# Task prompt
Reproduce the data exactly, leaving nothing out.

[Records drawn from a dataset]

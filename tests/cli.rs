#![forbid(unsafe_code)]
use assert_cmd::Command;
use predicates::prelude::*;
use std::path::Path;
use tempfile::tempdir;

fn cli(dir: &Path) -> Command {
    let mut cmd = Command::cargo_bin("couverture-cli").unwrap();
    cmd.arg("--data-dir").arg(dir).arg("--workspace").arg("test");
    cmd
}

#[test]
fn add_agent_and_list() {
    let dir = tempdir().unwrap();
    cli(dir.path())
        .args(["add-agent", "--name", "Nadia", "--level", "senior", "--remote"])
        .assert()
        .success();
    cli(dir.path())
        .arg("agents")
        .assert()
        .success()
        .stdout(predicate::str::contains("Nadia | SA | Senior | remote=true"));
    assert!(dir.path().join("test.json").exists());

    cli(dir.path())
        .args(["add-agent", "--name", "Nadia"])
        .assert()
        .failure()
        .stderr(predicate::str::contains("agent already exists"));
}

#[test]
fn report_flags_understaffing_with_exit_code_2() {
    let dir = tempdir().unwrap();
    cli(dir.path())
        .args(["report", "--date", "2024-06-10"])
        .assert()
        .code(2)
        .stdout(predicate::str::contains("15:00 | cov"))
        .stderr(predicate::str::contains("Understaffed"));

    cli(dir.path())
        .args(["forecast", "--day", "Mon", "--daily-avg", "0"])
        .assert()
        .success();
    cli(dir.path())
        .args(["report", "--date", "2024-06-10"])
        .assert()
        .success()
        .stdout(predicate::str::contains("OK: fully staffed"));
}

#[test]
fn csv_import_export_and_vacations() {
    let dir = tempdir().unwrap();
    let input = dir.path().join("in.csv");
    std::fs::write(
        &input,
        "agent,day,active,start,end,break_start,break_minutes\nNadia,Mon,1,08:00,12:00,,0\n",
    )
    .unwrap();

    cli(dir.path())
        .args(["import-csv", "--csv"])
        .arg(&input)
        .assert()
        .success()
        .stdout(predicate::str::contains("Imported 1 row(s), skipped 0, created 1 agent(s)"));

    let out = dir.path().join("out.csv");
    cli(dir.path())
        .args(["export-csv", "--out"])
        .arg(&out)
        .assert()
        .success();
    let exported = std::fs::read_to_string(&out).unwrap();
    assert!(exported.contains("Nadia,Mon,1,08:00,12:00,,0"));

    cli(dir.path())
        .args([
            "add-vacation", "--agent", "Nadia", "--start", "2024-06-12", "--end", "2024-06-10",
        ])
        .assert()
        .failure()
        .stderr(predicate::str::contains("invalid vacation range"));
    cli(dir.path())
        .args([
            "add-vacation", "--agent", "Nadia", "--start", "2024-06-10", "--end", "2024-06-12",
        ])
        .assert()
        .success();
    cli(dir.path())
        .args(["vacations", "--agent", "Nadia"])
        .assert()
        .success()
        .stdout(predicate::str::contains("2024-06-10 → 2024-06-12"));
}

#[test]
fn serve_request_enforces_write_token() {
    let dir = tempdir().unwrap();
    let body = dir.path().join("body.json");
    std::fs::write(&body, r#"{"brand":"Montana"}"#).unwrap();

    cli(dir.path())
        .args(["serve-request", "--method", "PUT", "--body"])
        .arg(&body)
        .env("COUVERTURE_WRITE_TOKEN", "s3cret")
        .assert()
        .failure()
        .stdout(predicate::str::starts_with("401"));

    cli(dir.path())
        .args(["serve-request", "--method", "PUT", "--token", "s3cret", "--body"])
        .arg(&body)
        .env("COUVERTURE_WRITE_TOKEN", "s3cret")
        .assert()
        .success()
        .stdout(predicate::str::contains(r#"{"ok":true}"#));
}

#[test]
fn serve_request_returns_any_stored_blob() {
    let dir = tempdir().unwrap();
    let body = dir.path().join("body.json");
    std::fs::write(&body, r#"{"brand":"Montana","version":"v3"}"#).unwrap();

    cli(dir.path())
        .args(["serve-request", "--method", "PUT", "--body"])
        .arg(&body)
        .env_remove("COUVERTURE_WRITE_TOKEN")
        .assert()
        .success()
        .stdout(predicate::str::starts_with("200"));

    cli(dir.path())
        .args(["serve-request", "--method", "GET"])
        .assert()
        .success()
        .stdout(predicate::str::starts_with("200"))
        .stdout(predicate::str::contains(r#""version":"v3""#));
}

#[test]
fn coverage_leaves_the_workspace_untouched() {
    let dir = tempdir().unwrap();
    cli(dir.path())
        .args(["coverage", "--date", "2024-06-10"])
        .assert()
        .success()
        .stdout(predicate::str::contains("2024-06-10 (Mon)"));
    assert!(!dir.path().join("test.json").exists());

    cli(dir.path())
        .args(["add-agent", "--name", "Nadia"])
        .assert()
        .success();
    let before = std::fs::read_to_string(dir.path().join("test.json")).unwrap();
    cli(dir.path())
        .args(["coverage", "--date", "2024-06-11"])
        .assert()
        .success();
    let after = std::fs::read_to_string(dir.path().join("test.json")).unwrap();
    assert_eq!(before, after);
}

# Answer for the task
filename tests/cli.rs
#![forbid(unsafe_code)]
use assert_cmd::Command;
use predicates::prelude::*;
use std::path::Path;
use tempfile::tempdir;

fn cli(dir: &Path) -> Command {
    let mut cmd = Command::cargo_bin("couverture-cli").unwrap();
    cmd.arg("--data-dir").arg(dir).arg("--workspace").arg("test");
    cmd
}

#[test]
fn add_agent_and_list() {
    let dir = tempdir().unwrap();
    cli(dir.path())
        .args(["add-agent", "--name", "Nadia", "--level", "senior", "--remote"])
        .assert()
        .success();
    cli(dir.path())
        .arg("agents")
        .assert()
        .success()
        .stdout(predicate::str::contains("Nadia | SA | Senior | remote=true"));
    assert!(dir.path().join("test.json").exists());

    cli(dir.path())
        .args(["add-agent", "--name", "Nadia"])
        .assert()
        .failure()
        .stderr(predicate::str::contains("agent already exists"));
}

#[test]
fn report_flags_understaffing_with_exit_code_2() {
    let dir = tempdir().unwrap();
    cli(dir.path())
        .args(["report", "--date", "2024-06-10"])
        .assert()
        .code(2)
        .stdout(predicate::str::contains("15:00 | cov"))
        .stderr(predicate::str::contains("Understaffed"));

    cli(dir.path())
        .args(["forecast", "--day", "Mon", "--daily-avg", "0"])
        .assert()
        .success();
    cli(dir.path())
        .args(["report", "--date", "2024-06-10"])
        .assert()
        .success()
        .stdout(predicate::str::contains("OK: fully staffed"));
}

#[test]
fn csv_import_export_and_vacations() {
    let dir = tempdir().unwrap();
    let input = dir.path().join("in.csv");
    std::fs::write(
        &input,
        "agent,day,active,start,end,break_start,break_minutes\nNadia,Mon,1,08:00,12:00,,0\n",
    )
    .unwrap();

    cli(dir.path())
        .args(["import-csv", "--csv"])
        .arg(&input)
        .assert()
        .success()
        .stdout(predicate::str::contains("Imported 1 row(s), skipped 0, created 1 agent(s)"));

    let out = dir.path().join("out.csv");
    cli(dir.path())
        .args(["export-csv", "--out"])
        .arg(&out)
        .assert()
        .success();
    let exported = std::fs::read_to_string(&out).unwrap();
    assert!(exported.contains("Nadia,Mon,1,08:00,12:00,,0"));

    cli(dir.path())
        .args([
            "add-vacation", "--agent", "Nadia", "--start", "2024-06-12", "--end", "2024-06-10",
        ])
        .assert()
        .failure()
        .stderr(predicate::str::contains("invalid vacation range"));
    cli(dir.path())
        .args([
            "add-vacation", "--agent", "Nadia", "--start", "2024-06-10", "--end", "2024-06-12",
        ])
        .assert()
        .success();
    cli(dir.path())
        .args(["vacations", "--agent", "Nadia"])
        .assert()
        .success()
        .stdout(predicate::str::contains("2024-06-10 → 2024-06-12"));
}

#[test]
fn serve_request_enforces_write_token() {
    let dir = tempdir().unwrap();
    let body = dir.path().join("body.json");
    std::fs::write(&body, r#"{"brand":"Montana"}"#).unwrap();

    cli(dir.path())
        .args(["serve-request", "--method", "PUT", "--body"])
        .arg(&body)
        .env("COUVERTURE_WRITE_TOKEN", "s3cret")
        .assert()
        .failure()
        .stdout(predicate::str::starts_with("401"));

    cli(dir.path())
        .args(["serve-request", "--method", "PUT", "--token", "s3cret", "--body"])
        .arg(&body)
        .env("COUVERTURE_WRITE_TOKEN", "s3cret")
        .assert()
        .success()
        .stdout(predicate::str::contains(r#"{"ok":true}"#));
}

#[test]
fn serve_request_returns_any_stored_blob() {
    let dir = tempdir().unwrap();
    let body = dir.path().join("body.json");
    std::fs::write(&body, r#"{"brand":"Montana","version":"v3"}"#).unwrap();

    cli(dir.path())
        .args(["serve-request", "--method", "PUT", "--body"])
        .arg(&body)
        .env_remove("COUVERTURE_WRITE_TOKEN")
        .assert()
        .success()
        .stdout(predicate::str::starts_with("200"));

    cli(dir.path())
        .args(["serve-request", "--method", "GET"])
        .assert()
        .success()
        .stdout(predicate::str::starts_with("200"))
        .stdout(predicate::str::contains(r#""version":"v3""#));
}

#[test]
fn coverage_leaves_the_workspace_untouched() {
    let dir = tempdir().unwrap();
    cli(dir.path())
        .args(["coverage", "--date", "2024-06-10"])
        .assert()
        .success()
        .stdout(predicate::str::contains("2024-06-10 (Mon)"));
    assert!(!dir.path().join("test.json").exists());

    cli(dir.path())
        .args(["add-agent", "--name", "Nadia"])
        .assert()
        .success();
    let before = std::fs::read_to_string(dir.path().join("test.json")).unwrap();
    cli(dir.path())
        .args(["coverage", "--date", "2024-06-11"])
        .assert()
        .success();
    let after = std::fs::read_to_string(dir.path().join("test.json")).unwrap();
    assert_eq!(before, after);
}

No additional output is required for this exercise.